▸ WHAT TO PRODUCE
Lines from the top of the entries down to the line with "pub const DEFAULT_CONFIG_PATH: &str" must be set down exactly as they stand, with both ends retained.

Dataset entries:
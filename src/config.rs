use crate::error::{AppError, Result};
use serde::Deserialize;
use std::fs;
use std::path::Path;
use std::time::Duration;

pub const CONFIG_PATH_ENV: &str = "CEVENNES_CONFIG";
pub const DEFAULT_CONFIG_PATH: &str = "config.toml";

#[derive(Debug, Clone, Default, Deserialize)]
#[serde(default)]
pub struct Config {
    pub server: ServerConfig,
    pub http: HttpConfig,
    pub ai: AiConfig,
    pub geocoding: GeocodingConfig,
    pub region: RegionConfig,
    pub publish: PublishConfig,
    #[serde(skip)]
    pub secrets: Secrets,
}

#[derive(Debug, Clone, Deserialize)]
#[serde(default)]
pub struct ServerConfig {
    pub port: u16,
    /// SQLite file; the in-memory store is used when absent.
    pub database_path: Option<String>,
}

impl Default for ServerConfig {
    fn default() -> Self {
        Self {
            port: 3000,
            database_path: None,
        }
    }
}

#[derive(Debug, Clone, Deserialize)]
#[serde(default)]
pub struct HttpConfig {
    pub fetch_timeout_secs: u64,
    pub scrape_timeout_secs: u64,
    pub max_redirects: usize,
    pub user_agent: String,
    pub accept_language: String,
}

impl Default for HttpConfig {
    fn default() -> Self {
        Self {
            fetch_timeout_secs: 15,
            scrape_timeout_secs: 10,
            max_redirects: 5,
            user_agent: "Mozilla/5.0 (Windows NT 10.0; Win64; x64) AppleWebKit/537.36 (KHTML, like Gecko) Chrome/120.0.0.0 Safari/537.36".to_string(),
            accept_language: "fr-FR,fr;q=0.9,en;q=0.7".to_string(),
        }
    }
}

impl HttpConfig {
    pub fn fetch_timeout(&self) -> Duration {
        Duration::from_secs(self.fetch_timeout_secs)
    }

    pub fn scrape_timeout(&self) -> Duration {
        Duration::from_secs(self.scrape_timeout_secs)
    }
}

#[derive(Debug, Clone, Deserialize)]
#[serde(default)]
pub struct AiConfig {
    pub model: String,
    pub timeout_secs: u64,
    pub base_url: String,
    /// Characters of rendered page text sent for URL extraction.
    pub url_text_limit: usize,
    /// Characters of raw HTML sent for social event pages.
    pub social_html_limit: usize,
}

impl Default for AiConfig {
    fn default() -> Self {
        Self {
            model: "gpt-4-turbo".to_string(),
            timeout_secs: 30,
            base_url: "https://api.openai.com/v1".to_string(),
            url_text_limit: 12_000,
            social_html_limit: 15_000,
        }
    }
}

impl AiConfig {
    pub fn timeout(&self) -> Duration {
        Duration::from_secs(self.timeout_secs)
    }
}

#[derive(Debug, Clone, Deserialize)]
#[serde(default)]
pub struct GeocodingConfig {
    pub base_url: String,
    pub region_hint: String,
}

impl Default for GeocodingConfig {
    fn default() -> Self {
        Self {
            base_url: "https://maps.googleapis.com/maps/api/geocode/json".to_string(),
            region_hint: "Cévennes, France".to_string(),
        }
    }
}

#[derive(Debug, Clone, Deserialize)]
#[serde(default)]
pub struct RegionConfig {
    pub fallback_lat: f64,
    pub fallback_lng: f64,
}

impl Default for RegionConfig {
    fn default() -> Self {
        Self {
            fallback_lat: crate::constants::FALLBACK_LAT,
            fallback_lng: crate::constants::FALLBACK_LNG,
        }
    }
}

#[derive(Debug, Clone, Deserialize)]
#[serde(default)]
pub struct PublishConfig {
    pub repo: Option<String>,
    pub branch: String,
    pub events_path: String,
    pub actors_path: String,
    pub api_base_url: String,
}

impl Default for PublishConfig {
    fn default() -> Self {
        Self {
            repo: None,
            branch: "main".to_string(),
            events_path: "data/events-data.json".to_string(),
            actors_path: "data/actors-data.json".to_string(),
            api_base_url: "https://api.github.com".to_string(),
        }
    }
}

/// Credentials read from the environment only, never from the config file.
#[derive(Clone, Default)]
pub struct Secrets {
    pub openai_api_key: Option<String>,
    pub google_maps_api_key: Option<String>,
    pub github_token: Option<String>,
}

impl std::fmt::Debug for Secrets {
    fn fmt(&self, f: &mut std::fmt::Formatter<'_>) -> std::fmt::Result {
        f.debug_struct("Secrets")
            .field("openai_api_key", &self.openai_api_key.is_some())
            .field("google_maps_api_key", &self.google_maps_api_key.is_some())
            .field("github_token", &self.github_token.is_some())
            .finish()
    }
}

fn non_empty_env(key: &str) -> Option<String> {
    std::env::var(key).ok().filter(|v| !v.trim().is_empty())
}

impl Secrets {
    pub fn from_env() -> Self {
        Self {
            openai_api_key: non_empty_env("OPENAI_API_KEY"),
            google_maps_api_key: non_empty_env("GOOGLE_MAPS_API_KEY"),
            github_token: non_empty_env("GITHUB_TOKEN"),
        }
    }
}

impl Config {
    /// Loads `config.toml` (or `$CEVENNES_CONFIG`) when present, then overlays the environment.
    pub fn load() -> Result<Self> {
        let path = std::env::var(CONFIG_PATH_ENV).unwrap_or_else(|_| DEFAULT_CONFIG_PATH.to_string());
        let mut config = if Path::new(&path).exists() {
            Self::from_file(&path)?
        } else {
            Config::default()
        };
        config.apply_env();
        Ok(config)
    }

    pub fn from_file(path: &str) -> Result<Self> {
        let content = fs::read_to_string(path).map_err(|e| {
            AppError::Config(format!("Failed to read config file '{path}': {e}"))
        })?;
        Self::from_toml(&content)
    }

    pub fn from_toml(content: &str) -> Result<Self> {
        let config: Config = toml::from_str(content)?;
        Ok(config)
    }

    fn apply_env(&mut self) {
        self.secrets = Secrets::from_env();
        if let Some(repo) = non_empty_env("GITHUB_REPO") {
            self.publish.repo = Some(repo);
        }
        if let Some(path) = non_empty_env("DATABASE_PATH") {
            self.server.database_path = Some(path);
        }
        if let Some(port) = non_empty_env("PORT").and_then(|p| p.parse().ok()) {
            self.server.port = port;
        }
    }
}
// Copyright 2026 Laddkarta Contributors
//
// Licensed under the Apache License, Version 2.0 (the "License");
// you may not use this file except in compliance with the License.
// You may obtain a copy of the License at
//
//     http://www.apache.org/licenses/LICENSE-2.0
//
// Unless required by applicable law or agreed to in writing, software
// distributed under the License is distributed on an "AS IS" BASIS,
// WITHOUT WARRANTIES OR CONDITIONS OF ANY KIND, either express or implied.
// See the License for the specific language governing permissions and
// limitations under the License.

//! Station data library for loading and filtering EV charging station data.
//!
//! This library provides the data layer for the Laddkarta map viewer. It is
//! split into layers that can be used independently or composed together:
//!
//! - **Model layer**: Station records and the AC/DC current type
//! - **Loader layer**: One-shot fetch and lenient parsing of a station document
//! - **Filter layer**: Pure, order-preserving filtering by current type
//! - **Store layer**: Process-local station state, published exactly once
//!
//! # Quick Start
//!
//! ```
//! use station_data::{loader, FilterState};
//!
//! let doc = br#"{"stations": [
//!     {"id": 1, "name": "Vasastan Laddpark", "operator": "InCharge",
//!      "lat": 59.34, "lng": 18.05, "price": 4.5, "type": "AC", "power": 22}
//! ]}"#;
//!
//! let outcome = loader::parse_document(doc).unwrap();
//! let filters = FilterState::default();
//! let visible = filters.apply(&outcome.stations);
//! assert_eq!(visible.len(), 1);
//! ```

pub mod filter;
pub mod loader;
pub mod model;
pub mod store;

pub use filter::FilterState;
pub use loader::{LoadError, LoadOutcome};
pub use model::{CurrentType, Station};
pub use store::{LoadPhase, SharedStationStore, StationStore};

▸ RESPONSE BELOW
filename src/config.rs
use crate::error::{AppError, Result};
use serde::Deserialize;
use std::fs;
use std::path::Path;
use std::time::Duration;

pub const CONFIG_PATH_ENV: &str = "CEVENNES_CONFIG";
pub const DEFAULT_CONFIG_PATH: &str = "config.toml";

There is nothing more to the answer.